Say goodbye to paper bags that break in the rain, because they have invented tremendously resistant paper bags.
Plastic bags have practically said goodbye in any store or supermarket, and now they are betting on paper bags, however, despite being more sustainable, they are less durable, especially when they get wet from the rain.
Luckily, now a group of researchers from the Pennsylvania State University has created a process capable of making the paper bagseven after getting wet.
For this they have invented a process to make paper bags more durable, capable of being reused and even after getting wet, and being able to decompose in the future chemically through an alkaline treatment to also be used as a source for the production of biofuels.
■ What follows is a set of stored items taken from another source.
//! Query condition builders for filtered lookups.
//!
//! Each builder returns a SeaORM `Condition` that can be combined with others and passed
//! to `QueryFilter::filter`. Event conditions on the event type assume the query joins
//! `event_type`, as `find_also_related(EventType)` does.

pub mod group {
    use sea_orm::{sea_query::Query, ColumnTrait, Condition};

    use crate::server::model::group::GroupsFilter;

    /// Groups located in any of the given locations.
    pub fn by_locations(location_ids: &[i32]) -> Condition {
        Condition::all().add(entity::student_group::Column::LocationId.is_in(location_ids.to_vec()))
    }

    /// Groups with any of the given statuses.
    pub fn by_statuses(status_ids: &[i32]) -> Condition {
        Condition::all().add(entity::student_group::Column::StatusId.is_in(status_ids.to_vec()))
    }

    /// Groups the given user is assigned to as a teacher.
    pub fn by_teacher(user_id: i32) -> Condition {
        Condition::all().add(
            entity::student_group::Column::Id.in_subquery(
                Query::select()
                    .column(entity::group_teacher::Column::GroupId)
                    .from(entity::group_teacher::Entity)
                    .and_where(entity::group_teacher::Column::UserId.eq(user_id))
                    .to_owned(),
            ),
        )
    }

    /// Combines every criterion set on the filter; an empty filter matches all groups.
    pub fn matching(filter: &GroupsFilter) -> Condition {
        let mut condition = Condition::all();

        if let Some(location_ids) = &filter.location_ids {
            condition = condition.add(by_locations(location_ids));
        }
        if let Some(status_ids) = &filter.status_ids {
            condition = condition.add(by_statuses(status_ids));
        }
        if let Some(teacher_id) = filter.teacher_id {
            condition = condition.add(by_teacher(teacher_id));
        }

        condition
    }
}

pub mod event {
    use chrono::NaiveDateTime;
    use sea_orm::{ColumnTrait, Condition};

    use crate::server::model::event::EventsFilter;

    /// Events whose type is a key date.
    pub fn key_dates() -> Condition {
        Condition::all().add(entity::event_type::Column::IsKeyDate.eq(true))
    }

    pub fn by_groups(group_ids: &[i32]) -> Condition {
        Condition::all().add(entity::event::Column::GroupId.is_in(group_ids.to_vec()))
    }

    /// Events between `start` and `finish`, both inclusive.
    pub fn between(start: NaiveDateTime, finish: NaiveDateTime) -> Condition {
        Condition::all().add(entity::event::Column::DateTime.between(start, finish))
    }

    pub fn matching(filter: &EventsFilter) -> Condition {
        let mut condition = by_groups(&filter.group_ids);

        if let Some((start, finish)) = filter.range {
            condition = condition.add(between(start, finish));
        }
        if filter.key_dates_only {
            condition = condition.add(key_dates());
        }

        condition
    }
}
use serde::{Deserialize, Serialize};

use crate::errors::{EngineError, FsmError, Status};

/// Discriminator used for batch-grouping consecutive same-kind operations (§3, §4.2).
/// `repr(u8)` mirrors the spec's "single-byte discriminator".
#[derive(Debug, Clone, Copy, PartialEq, Eq, Hash)]
#[repr(u8)]
pub enum OperationKind {
    Put = 0,
    PutIfAbsent = 1,
    PutList = 2,
    Delete = 3,
    DeleteRange = 4,
    Get = 5,
    MultiGet = 6,
    Scan = 7,
    GetAndPut = 8,
    Merge = 9,
    GetSequence = 10,
    ResetSequence = 11,
    KeyLock = 12,
    KeyLockRelease = 13,
    NodeExecute = 14,
    RangeSplit = 15,
}

impl OperationKind {
    pub const COUNT: usize = 16;
}

/// Tagged union of KV operations (§3). Each variant carries the fields that kind requires.
#[derive(Debug, Clone, Serialize, Deserialize)]
pub enum Operation {
    Put { key: Vec<u8>, value: Vec<u8> },
    PutIfAbsent { key: Vec<u8>, value: Vec<u8> },
    PutList { entries: Vec<(Vec<u8>, Vec<u8>)> },
    Delete { key: Vec<u8> },
    DeleteRange { start: Vec<u8>, end: Vec<u8> },
    Get { key: Vec<u8> },
    MultiGet { keys: Vec<Vec<u8>> },
    Scan { start: Vec<u8>, end: Vec<u8>, limit: Option<u32> },
    GetAndPut { key: Vec<u8>, value: Vec<u8> },
    Merge { key: Vec<u8>, value: Vec<u8> },
    GetSequence { key: Vec<u8>, step: u64 },
    ResetSequence { key: Vec<u8> },
    KeyLock { key: Vec<u8>, request: LockRequest },
    KeyLockRelease { key: Vec<u8>, acquirer_id: String, now_ms: i64 },
    NodeExecute { payload: Vec<u8> },
    RangeSplit { from_region: u64, to_region: u64, split_key: Vec<u8> },
}

impl Operation {
    pub fn kind(&self) -> OperationKind {
        match self {
            Operation::Put { .. } => OperationKind::Put,
            Operation::PutIfAbsent { .. } => OperationKind::PutIfAbsent,
            Operation::PutList { .. } => OperationKind::PutList,
            Operation::Delete { .. } => OperationKind::Delete,
            Operation::DeleteRange { .. } => OperationKind::DeleteRange,
            Operation::Get { .. } => OperationKind::Get,
            Operation::MultiGet { .. } => OperationKind::MultiGet,
            Operation::Scan { .. } => OperationKind::Scan,
            Operation::GetAndPut { .. } => OperationKind::GetAndPut,
            Operation::Merge { .. } => OperationKind::Merge,
            Operation::GetSequence { .. } => OperationKind::GetSequence,
            Operation::ResetSequence { .. } => OperationKind::ResetSequence,
            Operation::KeyLock { .. } => OperationKind::KeyLock,
            Operation::KeyLockRelease { .. } => OperationKind::KeyLockRelease,
            Operation::NodeExecute { .. } => OperationKind::NodeExecute,
            Operation::RangeSplit { .. } => OperationKind::RangeSplit,
        }
    }

    /// Decode bytes into an `Operation`. The wire framing is opaque to this subsystem
    /// (§6); `bincode` is the default pluggable codec, matching the teacher's own
    /// serialization choice throughout `replication` and `db`.
    pub fn decode(bytes: &[u8]) -> Result<Self, EngineError> {
        bincode::deserialize(bytes).map_err(|e| EngineError::Decode(e.to_string()))
    }

    pub fn encode(&self) -> Result<Vec<u8>, EngineError> {
        bincode::serialize(self).map_err(|e| EngineError::Decode(e.to_string()))
    }
}

/// Per-key distributed lock request fields (§3 "Lock Owner", §4.3 "Distributed lock protocol").
#[derive(Debug, Clone, Serialize, Deserialize)]
pub struct LockRequest {
    pub acquirer_id: String,
    pub lease_ms: i64,
    pub now_ms: i64,
    pub keep_lease: bool,
    pub context: Vec<u8>,
}

/// One-shot completion handle (§3 "Closure"). Invoked exactly once with either a
/// success payload or a failure status.
pub trait KvClosure: Send {
    fn complete(self: Box<Self>, outcome: ClosureOutcome);

    /// Pre-apply observer hook, invoked once `doCommitted` has decided this closure's
    /// index falls within `(lastApplied, N]`, before the corresponding entry is applied.
    fn on_committed(&self) {}
}

#[derive(Debug, Clone)]
pub enum ClosureOutcome {
    Success(ResponsePayload),
    Failure(Status),
}

impl ClosureOutcome {
    pub fn failure(status: Status) -> Self {
        ClosureOutcome::Failure(status)
    }
}

/// Response payloads returned through a closure. Covers every dispatch-table outcome
/// in §4.2 with one variant per shape rather than a single opaque byte string, so
/// callers don't have to re-decode their own request type to read the result.
#[derive(Debug, Clone)]
pub enum ResponsePayload {
    Unit,
    Value(Option<Vec<u8>>),
    Values(Vec<Option<Vec<u8>>>),
    KvPairs(Vec<(Vec<u8>, Vec<u8>)>),
    Sequence { start: u64, end: u64 },
    Lock(LockResponse),
    LockRelease(LockReleaseOutcome),
    Count(u64),
    Bytes(Vec<u8>),
    Inserted(bool),
}

/// Outcome tag for a lock acquisition attempt (§4.3 "Distributed lock protocol").
#[derive(Debug, Clone, Copy, PartialEq, Eq)]
pub enum LockAcquireOutcome {
    FirstTimeSuccess,
    NewAcquireSuccess,
    KeepLeaseSuccess,
    ReentrantSuccess,
    KeepLeaseFail,
    OwnedByOther,
}

#[derive(Debug, Clone)]
pub struct LockResponse {
    pub success: bool,
    pub outcome: LockAcquireOutcome,
    pub fencing_token: u64,
    pub acquires: u32,
    /// Populated on `OwnedByOther`: the current owner's id and remaining lease, so the
    /// caller can back off (§4.3).
    pub current_owner: Option<String>,
    pub remaining_ms: Option<i64>,
}

/// Outcome of a release attempt (§4.3 "Release protocol"). The wrong-acquirer case
/// echoes back the current owner and its remaining lease, same as `OwnedByOther` does
/// for acquisition, rather than surfacing as a bare error string.
#[derive(Debug, Clone, PartialEq, Eq)]
pub enum LockReleaseOutcome {
    Released,
    NotFound,
    OwnedByOther { current_owner: String, remaining_ms: i64 },
}

/// Persisted lock ownership record (§3 "Lock Owner"). `success` is never part of the
/// stored record; only the returned `LockResponse` carries it.
#[derive(Debug, Clone, Serialize, Deserialize, PartialEq, Eq)]
pub struct LockOwner {
    pub acquirer_id: String,
    pub deadline_ms: i64,
    pub fencing_token: u64,
    pub acquires: u32,
    pub context: Vec<u8>,
}

/// Kept behind a trait (per §9 design notes) so the persisted lock-record format can
/// evolve without touching the protocol logic.
pub trait OwnerCodec: Send + Sync {
    fn encode(&self, owner: &LockOwner) -> Result<Vec<u8>, EngineError>;
    fn decode(&self, bytes: &[u8]) -> Result<LockOwner, EngineError>;
}

#[derive(Debug, Default)]
pub struct BincodeOwnerCodec;

impl OwnerCodec for BincodeOwnerCodec {
    fn encode(&self, owner: &LockOwner) -> Result<Vec<u8>, EngineError> {
        bincode::serialize(owner).map_err(|e| EngineError::Storage(e.to_string()))
    }

    fn decode(&self, bytes: &[u8]) -> Result<LockOwner, EngineError> {
        bincode::deserialize(bytes).map_err(|e| EngineError::Storage(e.to_string()))
    }
}

/// Log entry type (§3 "Log Entry").
#[derive(Debug, Clone, Copy, PartialEq, Eq)]
pub enum EntryType {
    Data,
    Configuration,
    NoOp,
}

/// Committed cluster membership, attached to CONFIGURATION entries (§4.1).
#[derive(Debug, Clone, Default)]
pub struct Configuration {
    pub peers: Vec<u64>,
    pub old_peers: Vec<u64>,
}

impl Configuration {
    /// True while a joint-consensus transition is still in flight (old peers present).
    pub fn is_joint(&self) -> bool {
        !self.old_peers.is_empty()
    }
}

/// Re-architected per §9 design notes: when the operation has already been
/// constructed on the local leader, it's attached directly to skip deserialization.
pub enum OperationPayload {
    Raw(Vec<u8>),
    Decoded(Box<Operation>),
}

impl OperationPayload {
    pub fn decode(self) -> Result<Operation, EngineError> {
        match self {
            OperationPayload::Raw(bytes) => Operation::decode(&bytes),
            OperationPayload::Decoded(op) => Ok(*op),
        }
    }

    pub fn peek_kind(&self) -> Option<OperationKind> {
        match self {
            OperationPayload::Raw(_) => None,
            OperationPayload::Decoded(op) => Some(op.kind()),
        }
    }
}

/// A committed log entry as consumed by the FSM driver (§3).
pub struct LogEntry {
    pub index: u64,
    pub term: u64,
    pub entry_type: EntryType,
    pub payload: Option<OperationPayload>,
    pub closure: Option<Box<dyn KvClosure>>,
    pub configuration: Option<Configuration>,
}

/// A decoded DATA entry handed to the state machine's dispatch table, after the
/// cursor has resolved `OperationPayload` into a concrete `Operation`.
pub struct DecodedDataEntry {
    pub index: u64,
    pub operation: Operation,
    pub closure: Option<Box<dyn KvClosure>>,
}

/// Cheap preview of the next entry without consuming it, so the driver can decide
/// whether to handle it directly (NO-OP/CONFIGURATION) or hand it to the state
/// machine (DATA), and so the state machine can decide whether the next entry
/// continues the current batch.
#[derive(Debug, Clone, Copy)]
pub struct EntryPreview {
    pub entry_type: EntryType,
    pub op_kind: Option<OperationKind>,
}

/// Lazy iterator over committed log entries in `(lastApplied, N]`, handed to the
/// state machine's `onApply` (§4.2). `peek` decodes DATA entries far enough to learn
/// their `OperationKind` (caching the result so `pop` never decodes twice) without
/// otherwise consuming them, which is what lets the state machine group a run of
/// same-kind entries into one batch before popping any of them.
pub trait EntryCursor {
    fn peek(&mut self) -> Result<Option<EntryPreview>, FsmError>;
    fn pop(&mut self) -> Result<LogEntry, FsmError>;
    fn has_error(&self) -> bool;

    /// Index of the last entry actually popped, so the driver can learn how far a
    /// state machine's `onApply` call advanced without it reporting the index back.
    fn last_popped_index(&self) -> Option<u64>;
}

/// Context accompanying `onStartFollowing`/`onStopFollowing` (§4, §6).
#[derive(Debug, Clone, Default)]
pub struct FollowingContext {
    pub leader_id: Option<u64>,
    pub term: u64,
}

/// Range returned by a successful `GET_SEQUENCE` (§3 "Sequence Counter").
#[derive(Debug, Clone, Copy, PartialEq, Eq)]
pub struct SequenceRange {
    pub start: u64,
    pub end: u64,
}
For this process, the cellulose in the paper is roasted in an oxygen-deprived environment to increase its tensile strength when wet.
“Reusability is primarily governed by the strength of the bag, and it is unlikely that a typical paper bag can be reused the required number of times due to its low durability when wet,” says lead researcher Jaya Tripathi.
“The use of expensive chemical processes to improve moisture resistance diminishes the ecological and cost-effective characteristics of paper for commercial applications, so it is necessary to explore non-chemical techniques to increase the moisture resistance of paper bags. Roasting could be the answer“, Add.
They made the bag’s moisture resistance increase to 2233%
However, the researchers were able to increase the moisture resistance of the bag in one case to 2233% after roasting for 40 minutes at various temperatures.
“I was investigating something else, studying how roasting affects cellulose for glucose yield for use as a biofuel substrate. But I noticed that the strength of the paper increased as we roasted the pulp.”, he points out.
However, roasting reduced its utility as a bifuel product, but glucose yield increased after treating roasted paper samples with alkaline sodium hydroxide solution.
“When changing to bags With stronger, reusable paper purchases, we could eliminate much of that waste. The implications of a technology like the one we demonstrate in this research, if it can be perfected, including using worn-out bags as a substrate for biofuel production, would be enormous.“, Add.
“When the primary use of these paper products ends, using them for secondary purposes makes them more sustainable. Recycling and reducing paper waste also helps reduce total solid waste going to landfills. This is a concept that we believe society should consider”, he concludes.